Banhada pelas águas do lago Genezaré, cortada
pelas principais estradas do país, sede das casas comerciais as mais
importantes, era Cafarnaum, uma das cidades mais florescentes da
Palestina. No tempo de Jesus Cristo a Palestina era província romana, e
onerosos eram os impostos e direitos aduaneiros que pesavam sobre os judeus.
A cobrança destas contribuições obrigatórias, era feita geralmente por
rendeiros públicos, homens conhecidamente especuladores, verdadeiros
esfoladores e sanguessugas do povo, e por isto todos mal vistos e odiados.
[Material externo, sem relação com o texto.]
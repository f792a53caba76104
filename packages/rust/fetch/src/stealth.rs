//! Headless Chromium fetcher for sites that turn away plain HTTP clients.
//!
//! Every fetch runs in its own browser, browser context and page. Whatever
//! happens during navigation, the page is closed first, then the context is
//! disposed, then the browser is shut down.

use std::time::Duration;

use async_trait::async_trait;
use chromiumoxide::browser::{Browser, BrowserConfig};
use chromiumoxide::cdp::browser_protocol::browser::BrowserContextId;
use chromiumoxide::cdp::browser_protocol::input::{
    DispatchMouseEventParams, DispatchMouseEventType,
};
use chromiumoxide::cdp::browser_protocol::network::{EnableParams, SetBlockedUrLsParams};
use chromiumoxide::cdp::browser_protocol::page::AddScriptToEvaluateOnNewDocumentParams;
use chromiumoxide::cdp::browser_protocol::target::{
    CreateBrowserContextParams, CreateTargetParams, DisposeBrowserContextParams,
};
use chromiumoxide::handler::viewport::Viewport;
use chromiumoxide::page::Page;
use futures::StreamExt;
use rand::Rng;
use tokio::task::JoinHandle;
use tracing::{debug, info, instrument};

use webmark_shared::{
    FetchOptions, GlobalSettings, RawContent, Result, StealthSettings, WebmarkError,
};

use crate::session::{Session, scoped_render};
use crate::{Fetcher, RateLimiter};

const VIEWPORT_WIDTH: u32 = 1366;
const VIEWPORT_HEIGHT: u32 = 768;

const LAUNCH_ARGS: &[&str] = &[
    "--disable-blink-features=AutomationControlled",
    "--disable-infobars",
    "--disable-dev-shm-usage",
    "--no-first-run",
    "--no-default-browser-check",
    "--disable-extensions",
    "--disable-popup-blocking",
    "--disable-background-networking",
    "--disable-sync",
    "--disable-translate",
    "--window-size=1366,768",
];

/// Runs before any page script.
const STEALTH_JS: &str = r#"
Object.defineProperty(navigator, 'webdriver', { get: () => undefined });
Object.defineProperty(navigator, 'plugins', {
  get: () => [
    { name: 'Chrome PDF Plugin', filename: 'internal-pdf-viewer' },
    { name: 'Chrome PDF Viewer', filename: 'mhjfbmdgcfjbbpaeojofohoefgiehjai' },
    { name: 'Native Client', filename: 'internal-nacl-plugin' },
  ],
});
Object.defineProperty(navigator, 'languages', { get: () => ['en-US', 'en'] });
Object.defineProperty(navigator, 'hardwareConcurrency', { get: () => 8 });
Object.defineProperty(navigator, 'deviceMemory', { get: () => 8 });
window.chrome = window.chrome || { runtime: {} };
const originalQuery = window.navigator.permissions && window.navigator.permissions.query;
if (originalQuery) {
  window.navigator.permissions.query = (parameters) =>
    parameters.name === 'notifications'
      ? Promise.resolve({ state: Notification.permission })
      : originalQuery(parameters);
}
"#;

const BLOCKED_PATTERNS: &[&str] = &[
    "*.png", "*.jpg", "*.jpeg", "*.gif", "*.webp", "*.svg", "*.ico", "*.woff", "*.woff2",
    "*.ttf", "*.otf", "*.mp4", "*.webm", "*.mp3", "*.avi",
];

/// Fetcher that drives a real browser with anti-automation countermeasures.
#[derive(Debug)]
pub struct StealthFetcher {
    settings: StealthSettings,
    user_agent: String,
    timeout: Duration,
    limiter: RateLimiter,
}

impl StealthFetcher {
    pub fn new(settings: &GlobalSettings) -> Self {
        let rpm = settings.stealth.requests_per_minute.max(1);
        Self {
            settings: settings.stealth.clone(),
            user_agent: settings.user_agent.clone(),
            timeout: Duration::from_millis(settings.timeout_ms),
            limiter: RateLimiter::new(rpm, f64::from(rpm) / 60.0),
        }
    }

    async fn launch(&self) -> Result<(Browser, JoinHandle<()>)> {
        let mut builder = BrowserConfig::builder()
            .viewport(Some(Viewport {
                width: VIEWPORT_WIDTH,
                height: VIEWPORT_HEIGHT,
                device_scale_factor: Some(1.0),
                ..Default::default()
            }))
            .args(LAUNCH_ARGS.iter().copied());
        if !self.settings.headless {
            builder = builder.with_head();
        }
        if let Some(path) = &self.settings.chrome_path {
            builder = builder.chrome_executable(path);
        }
        let config = builder.build().map_err(WebmarkError::BrowserInit)?;

        let (browser, mut handler) = Browser::launch(config)
            .await
            .map_err(|e| WebmarkError::BrowserInit(e.to_string()))?;
        let handle = tokio::spawn(async move { while handler.next().await.is_some() {} });
        Ok((browser, handle))
    }

    /// Navigate and read the rendered HTML. Does not release anything.
    async fn render(&self, page: &Page, url: &str, options: &FetchOptions) -> Result<String> {
        let ua = options.user_agent.as_deref().unwrap_or(&self.user_agent);
        page.set_user_agent(ua).await.map_err(cdp)?;
        page.execute(AddScriptToEvaluateOnNewDocumentParams::new(STEALTH_JS))
            .await
            .map_err(cdp)?;

        if self.settings.block_resources {
            page.execute(EnableParams::default()).await.map_err(cdp)?;
            let patterns = BLOCKED_PATTERNS.iter().map(|p| p.to_string()).collect();
            page.execute(SetBlockedUrLsParams::new(patterns))
                .await
                .map_err(cdp)?;
        }

        let timeout = options.timeout.unwrap_or(self.timeout);
        tokio::time::timeout(timeout, async {
            page.goto(url).await.map_err(cdp)?;
            page.wait_for_navigation().await.map_err(cdp)?;
            Ok::<_, WebmarkError>(())
        })
        .await
        .map_err(|_| WebmarkError::network(format!("navigation timed out after {timeout:?}")))??;

        self.act_human(page).await;

        page.content().await.map_err(cdp)
    }

    /// A few mouse moves and scrolls with small random pauses.
    async fn act_human(&self, page: &Page) {
        let moves = random_in(2, 5);
        for _ in 0..moves {
            let x = random_in(50, u64::from(VIEWPORT_WIDTH) - 50) as f64;
            let y = random_in(50, u64::from(VIEWPORT_HEIGHT) - 50) as f64;
            let event = DispatchMouseEventParams::new(DispatchMouseEventType::MouseMoved, x, y);
            if let Err(e) = page.execute(event).await {
                debug!(error = %e, "mouse move failed");
            }
            tokio::time::sleep(Duration::from_millis(random_in(50, 200))).await;
        }

        let scroll = random_in(200, 800);
        if let Err(e) = page.evaluate(format!("window.scrollBy(0, {scroll})")).await {
            debug!(error = %e, "scroll failed");
        }
        tokio::time::sleep(Duration::from_millis(random_in(300, 900))).await;
    }
}

#[async_trait]
impl Fetcher for StealthFetcher {
    fn name(&self) -> &'static str {
        "stealth"
    }

    #[instrument(skip_all, fields(url = %url))]
    async fn fetch(&self, url: &str, options: &FetchOptions) -> Result<RawContent> {
        self.limiter.consume(1).await?;

        let (browser, handler) = self.launch().await?;
        info!("browser launched");

        let mut session = ChromeSession {
            fetcher: self,
            browser,
            handler,
            url,
            options,
        };
        let body = scoped_render(&mut session).await?;
        Ok(RawContent {
            url: url.to_string(),
            status: 200,
            content_type: Some("text/html".into()),
            body,
        })
    }
}

struct ChromeSession<'a> {
    fetcher: &'a StealthFetcher,
    browser: Browser,
    handler: JoinHandle<()>,
    url: &'a str,
    options: &'a FetchOptions,
}

#[async_trait]
impl Session for ChromeSession<'_> {
    type Context = BrowserContextId;
    type Page = Page;

    async fn open_context(&mut self) -> Result<BrowserContextId> {
        let response = self
            .browser
            .execute(CreateBrowserContextParams::default())
            .await
            .map_err(|e| WebmarkError::BrowserInit(format!("browser context: {e}")))?;
        Ok(response.result.browser_context_id)
    }

    async fn open_page(&mut self, context: BrowserContextId) -> Result<Page> {
        let params = CreateTargetParams::builder()
            .url("about:blank")
            .browser_context_id(context)
            .build()
            .map_err(WebmarkError::BrowserInit)?;
        self.browser
            .new_page(params)
            .await
            .map_err(|e| WebmarkError::BrowserInit(format!("new page: {e}")))
    }

    async fn render(&mut self, page: &Page) -> Result<String> {
        self.fetcher.render(page, self.url, self.options).await
    }

    async fn close_page(&mut self, page: Page) -> Result<()> {
        page.close().await.map_err(cdp)
    }

    async fn dispose_context(&mut self, context: BrowserContextId) -> Result<()> {
        self.browser
            .execute(DisposeBrowserContextParams::new(context))
            .await
            .map(|_| ())
            .map_err(cdp)
    }

    async fn close(&mut self) -> Result<()> {
        let closed = self.browser.close().await.map(|_| ()).map_err(cdp);
        if let Err(e) = self.browser.wait().await {
            debug!(error = %e, "browser process did not exit cleanly");
        }
        self.handler.abort();
        closed
    }
}

fn cdp(e: chromiumoxide::error::CdpError) -> WebmarkError {
    WebmarkError::network(format!("browser: {e}"))
}

fn random_in(lo: u64, hi: u64) -> u64 {
    rand::thread_rng().gen_range(lo..=hi)
}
Já o
apelido de Publicano, isto é, pecador público, excomungado, que se lhes dava,
não deixava dúvida sobre a má fama de que tais homens gozavam.
Rendeiro de Cafarnaum era Levi, filho de Alfeu, que mais tarde
mudou o nome em Mateus, dom de Deus. Cafarnaum era a cidade pela qual Jesus
Cristo mostrava grande simpatia, tanto que os santos Evangelhos a chamam sua
cidade. Na sinagoga ou na praia do lago, doutrinou frequentemente e curou
muitos doentes.
Foi numa dessas ocasiões que Jesus, tendo pregado na praia, passou
perto do telonio de Levi, parou e disse a este: "Segue-me". Levi
levantou-se imediatamente, abandonou o rendoso negócio, mudou de nome e de
vida. Não é provável que esta mudança tão radical tenha sido fruto de um
entusiasmo espontâneo. É antes, de se supor, que Levi tenha tomado essa
resolução devido ao que vira e ouvira, de modo que o convite positivo do divino
Mestre lhe tenha posto termo às últimas dúvidas sobre a orientação da sua vida
futura. Diz São Jerônimo que Levi, vendo Nosso Senhor, ficou atraído pela
divina majestade que fulgurava nos olhos de Jesus Cristo. Converteu-se Levi,
diz Beda o Venerável, porque aquele que o chamou pela palavra, lhe dispôs
o coração pela graça divina.
Mateus deu em seguida um grande banquete de despedida aos amigos e
colegas, e convidou também Jesus e os discípulos. Os fariseus e escribas que,
com olhos de lince observavam todos os gestos do Mestre, vendo que este
aceitara o convite, acusaram-no dizendo: "Este homem anda com publicanos e
pecadores e banqueteia-se com eles!". Também os discípulos de Jesus
tiveram de ouvir repreensões: "Como é que o vosso Mestre se senta à mesa
com os pecadores?". Jesus, porém, respondeu-lhes: "Não
são os sãos, mas sim os doentes, que necessitam do médico. Não vim para chamar
os justos, senão os pecadores". Daí em diante Mateus foi um dos
discípulos mais dedicados ao divino Mestre, e seguiu-o por toda a parte.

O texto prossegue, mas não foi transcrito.